• _Dataset records_
//! Marketplace plan and trial state
//!
//! [`resolve_plan_state`] turns the optional purchase on an organization
//! into a [`PlanState`] once; views match on the result instead of
//! re-checking the purchase fields.

use log::debug;
use serde::Serialize;

use super::links;
use crate::client::models::{OrganizationInfo, Purchase};

/// Which plan call-to-action an organization gets.
#[derive(Debug, Clone, PartialEq, Serialize)]
#[serde(tag = "state", rename_all = "snake_case")]
pub enum PlanState {
    /// Nothing (recognized) purchased
    NoPlan,
    /// Private repositories plan is active
    ActivePaidPlan(PaidPlan),
}

/// An active private repositories plan.
#[derive(Debug, Clone, PartialEq, Serialize)]
pub struct PaidPlan {
    pub plan_name: String,
    pub seats: i64,
    pub active_users: i64,
    /// Seats not used by active users; negative when over-subscribed
    pub available_seats: i64,
    /// Present while a free trial has days left
    #[serde(skip_serializing_if = "Option::is_none")]
    pub trial: Option<TrialBanner>,
}

/// Free trial banner
#[derive(Debug, Clone, Copy, PartialEq, Eq, Serialize)]
pub struct TrialBanner {
    pub days_left: i64,
}

/// A plan call-to-action with its marketplace link.
#[derive(Debug, Clone, PartialEq, Eq, Serialize)]
#[serde(tag = "action", rename_all = "snake_case")]
pub enum PlanAction {
    PurchasePlan { url: String },
    AddSeats { url: String },
    SwitchToFree { url: String },
}

impl PlanAction {
    /// Button label
    pub fn label(&self) -> &'static str {
        match self {
            PlanAction::PurchasePlan { .. } => "Purchase Plan for Private Repositories",
            PlanAction::AddSeats { .. } => "Add More Seats",
            PlanAction::SwitchToFree { .. } => "Switch to Free Plan",
        }
    }

    /// Marketplace link
    pub fn url(&self) -> &str {
        match self {
            PlanAction::PurchasePlan { url }
            | PlanAction::AddSeats { url }
            | PlanAction::SwitchToFree { url } => url,
        }
    }
}

/// Derive the plan state of an organization.
pub fn resolve_plan_state(info: &OrganizationInfo) -> PlanState {
    let Some(purchase) = info.purchase.as_ref() else {
        return PlanState::NoPlan;
    };

    if !purchase.is_private_repositories_plan() {
        debug!(
            "organization {} has unrecognized plan {}; treating as no plan",
            info.name, purchase.plan_id
        );
        return PlanState::NoPlan;
    }

    PlanState::ActivePaidPlan(PaidPlan {
        plan_name: purchase.plan_name.clone(),
        seats: purchase.unit_count,
        active_users: info.active_users_amount,
        available_seats: purchase.unit_count - info.active_users_amount,
        trial: trial_banner(purchase),
    })
}

fn trial_banner(purchase: &Purchase) -> Option<TrialBanner> {
    (purchase.on_free_trial && purchase.free_trial_days_left > 0).then_some(TrialBanner {
        days_left: purchase.free_trial_days_left,
    })
}

impl PlanState {
    /// Actions offered for this state, in display order.
    pub fn actions(&self, organization: &str) -> Vec<PlanAction> {
        match self {
            PlanState::NoPlan => vec![PlanAction::PurchasePlan {
                url: links::purchase_plan_url(organization),
            }],
            PlanState::ActivePaidPlan(_) => vec![
                PlanAction::SwitchToFree {
                    url: links::switch_to_free_url(organization),
                },
                PlanAction::AddSeats {
                    url: links::add_seats_url(organization),
                },
            ],
        }
    }

    /// Trial banner, if one should be shown.
    pub fn trial(&self) -> Option<TrialBanner> {
        match self {
            PlanState::NoPlan => None,
            PlanState::ActivePaidPlan(plan) => plan.trial,
        }
    }
}
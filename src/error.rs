//! Error types for the cirrusop CLI

use std::time::Duration;
use thiserror::Error;

/// Result type alias for cirrusop operations
pub type Result<T> = std::result::Result<T, Error>;

/// Top-level error type for the application
#[derive(Debug, Error)]
pub enum Error {
    #[error(transparent)]
    Api(#[from] ApiError),

    #[error(transparent)]
    Config(#[from] ConfigError),

    #[error(transparent)]
    Io(#[from] std::io::Error),

    #[error("Interactive prompt error: {0}")]
    Dialoguer(String),

    #[error("JSON error: {0}")]
    Json(#[from] serde_json::Error),
}

impl From<dialoguer::Error> for Error {
    fn from(err: dialoguer::Error) -> Self {
        Error::Dialoguer(err.to_string())
    }
}

/// API-related errors
#[derive(Debug, Error, Clone, PartialEq)]
pub enum ApiError {
    #[error("Authentication failed. Run `cirrusop init` to set up your API token.")]
    Unauthorized,

    #[error("Access denied. You don't have permission to access this resource.")]
    Forbidden,

    #[error("Resource not found: {0}")]
    NotFound(String),

    #[error("Rate limit exceeded. Retry after {0:?}")]
    RateLimit(Duration),

    #[error("Bad request: {0}")]
    BadRequest(String),

    #[error("Server error: {0}")]
    ServerError(String),

    #[error("Network error: {0}")]
    Network(String),

    #[error("Invalid API response: {0}")]
    InvalidResponse(String),

    #[error("GraphQL error: {}", .0.join("; "))]
    GraphQl(Vec<String>),
}

impl From<reqwest::Error> for ApiError {
    fn from(err: reqwest::Error) -> Self {
        if err.is_timeout() {
            ApiError::Network("Request timed out".to_string())
        } else if err.is_connect() {
            ApiError::Network("Failed to connect to API".to_string())
        } else {
            ApiError::Network(err.to_string())
        }
    }
}

/// Configuration-related errors
#[derive(Debug, Error)]
pub enum ConfigError {
    #[error("Configuration file not found. Run `cirrusop init` to set up.")]
    NotFound,

    #[error("Failed to parse configuration: {0}")]
    ParseError(String),

    #[error("Invalid configuration: {0}")]
    Invalid(String),

    #[error("Failed to save configuration: {0}")]
    SaveError(String),

    #[error("API token not configured. Run `cirrusop init` to set up your API token.")]
    MissingToken,

    #[error(
        "Organization not configured. Run `cirrusop org set <ORGANIZATION>` or pass `--org`."
    )]
    MissingOrganization,
}

impl From<serde_yaml::Error> for ConfigError {
    fn from(err: serde_yaml::Error) -> Self {
        ConfigError::ParseError(err.to_string())
    }
}

#[cfg(test)]
mod tests {
    use super::*;

    #[test]
    fn test_api_error_unauthorized_message() {
        let err = ApiError::Unauthorized;
        assert!(err.to_string().contains("cirrusop init"));
    }

    #[test]
    fn test_api_error_forbidden_message() {
        let err = ApiError::Forbidden;
        assert!(err.to_string().contains("permission"));
    }

    #[test]
    fn test_api_error_not_found() {
        let err = ApiError::NotFound("Repository 1234".to_string());
        assert!(err.to_string().contains("1234"));
    }

    #[test]
    fn test_api_error_rate_limit() {
        let err = ApiError::RateLimit(Duration::from_secs(30));
        let msg = err.to_string();
        assert!(msg.contains("Rate limit"));
        assert!(msg.contains("30"));
    }

    #[test]
    fn test_api_error_network() {
        let err = ApiError::Network("Connection refused".to_string());
        assert!(err.to_string().contains("Connection refused"));
    }

    #[test]
    fn test_api_error_graphql_joins_messages() {
        let err = ApiError::GraphQl(vec![
            "Organization not found".to_string(),
            "Field 'purchase' failed".to_string(),
        ]);
        let msg = err.to_string();
        assert!(msg.starts_with("GraphQL error:"));
        assert!(msg.contains("Organization not found; Field 'purchase' failed"));
    }

    #[test]
    fn test_config_error_missing_token() {
        let err = ConfigError::MissingToken;
        assert!(err.to_string().contains("cirrusop init"));
    }

    #[test]
    fn test_config_error_missing_organization() {
        let err = ConfigError::MissingOrganization;
        assert!(err.to_string().contains("cirrusop org set"));
        assert!(err.to_string().contains("--org"));
    }

    #[test]
    fn test_error_from_api_error() {
        let err: Error = ApiError::Unauthorized.into();

        match err {
            Error::Api(ApiError::Unauthorized) => (),
            _ => panic!("Expected Error::Api(ApiError::Unauthorized)"),
        }
    }

    #[test]
    fn test_error_from_config_error() {
        let err: Error = ConfigError::NotFound.into();

        match err {
            Error::Config(ConfigError::NotFound) => (),
            _ => panic!("Expected Error::Config(ConfigError::NotFound)"),
        }
    }

    #[test]
    fn test_config_error_from_yaml_error() {
        let yaml_str = "invalid: [yaml: content";
        let yaml_err = serde_yaml::from_str::<serde_yaml::Value>(yaml_str).unwrap_err();
        let config_err: ConfigError = yaml_err.into();

        match config_err {
            ConfigError::ParseError(_) => (),
            _ => panic!("Expected ConfigError::ParseError"),
        }
    }
}
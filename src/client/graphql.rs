//! GraphQL request/response envelopes

use serde::{Deserialize, Serialize};

use crate::error::{ApiError, Result};

/// Request body sent to the GraphQL endpoint
#[derive(Debug, Serialize)]
pub struct GraphQlRequest<'a, V: Serialize> {
    /// Query document
    pub query: &'a str,

    /// Query variables
    pub variables: V,
}

/// Response body returned by the GraphQL endpoint
#[derive(Debug, Deserialize)]
pub struct GraphQlResponse<T> {
    /// Resolved data, absent when the whole query failed
    pub data: Option<T>,

    /// Field or query errors
    #[serde(default)]
    pub errors: Vec<GraphQlError>,
}

/// A single GraphQL error
#[derive(Debug, Clone, Deserialize)]
pub struct GraphQlError {
    /// Error message
    pub message: String,

    /// Path of the failing field
    #[serde(default)]
    pub path: Vec<serde_json::Value>,
}

impl GraphQlError {
    fn describe(&self) -> String {
        if self.path.is_empty() {
            return self.message.clone();
        }
        let path: Vec<String> = self
            .path
            .iter()
            .map(|p| match p {
                serde_json::Value::String(s) => s.clone(),
                other => other.to_string(),
            })
            .collect();
        format!("{} (at {})", self.message, path.join("."))
    }
}

impl<T> GraphQlResponse<T> {
    /// Unwrap the data, turning any reported error into [`ApiError::GraphQl`].
    pub fn into_data(self) -> Result<T> {
        if !self.errors.is_empty() {
            let messages = self.errors.iter().map(GraphQlError::describe).collect();
            return Err(ApiError::GraphQl(messages).into());
        }

        self.data.ok_or_else(|| {
            ApiError::InvalidResponse("Response contained no data".to_string()).into()
        })
    }
}
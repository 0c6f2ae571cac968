//! Shared CLI argument types
//!
//! This module contains reusable argument structs that can be flattened
//! into commands using `#[command(flatten)]`.

mod common;
mod global;
mod pagination;

pub use common::OutputFormat;
pub use global::GlobalOptions;
pub use pagination::PageArgs;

• _What the exercise asks_
Begin at the first line of the entries above and copy every line exactly, ending with the line that contains "use super::links;".

• _Exercise solution_
//! Marketplace plan and trial state
//!
//! [`resolve_plan_state`] turns the optional purchase on an organization
//! into a [`PlanState`] once; views match on the result instead of
//! re-checking the purchase fields.

use log::debug;
use serde::Serialize;

use super::links;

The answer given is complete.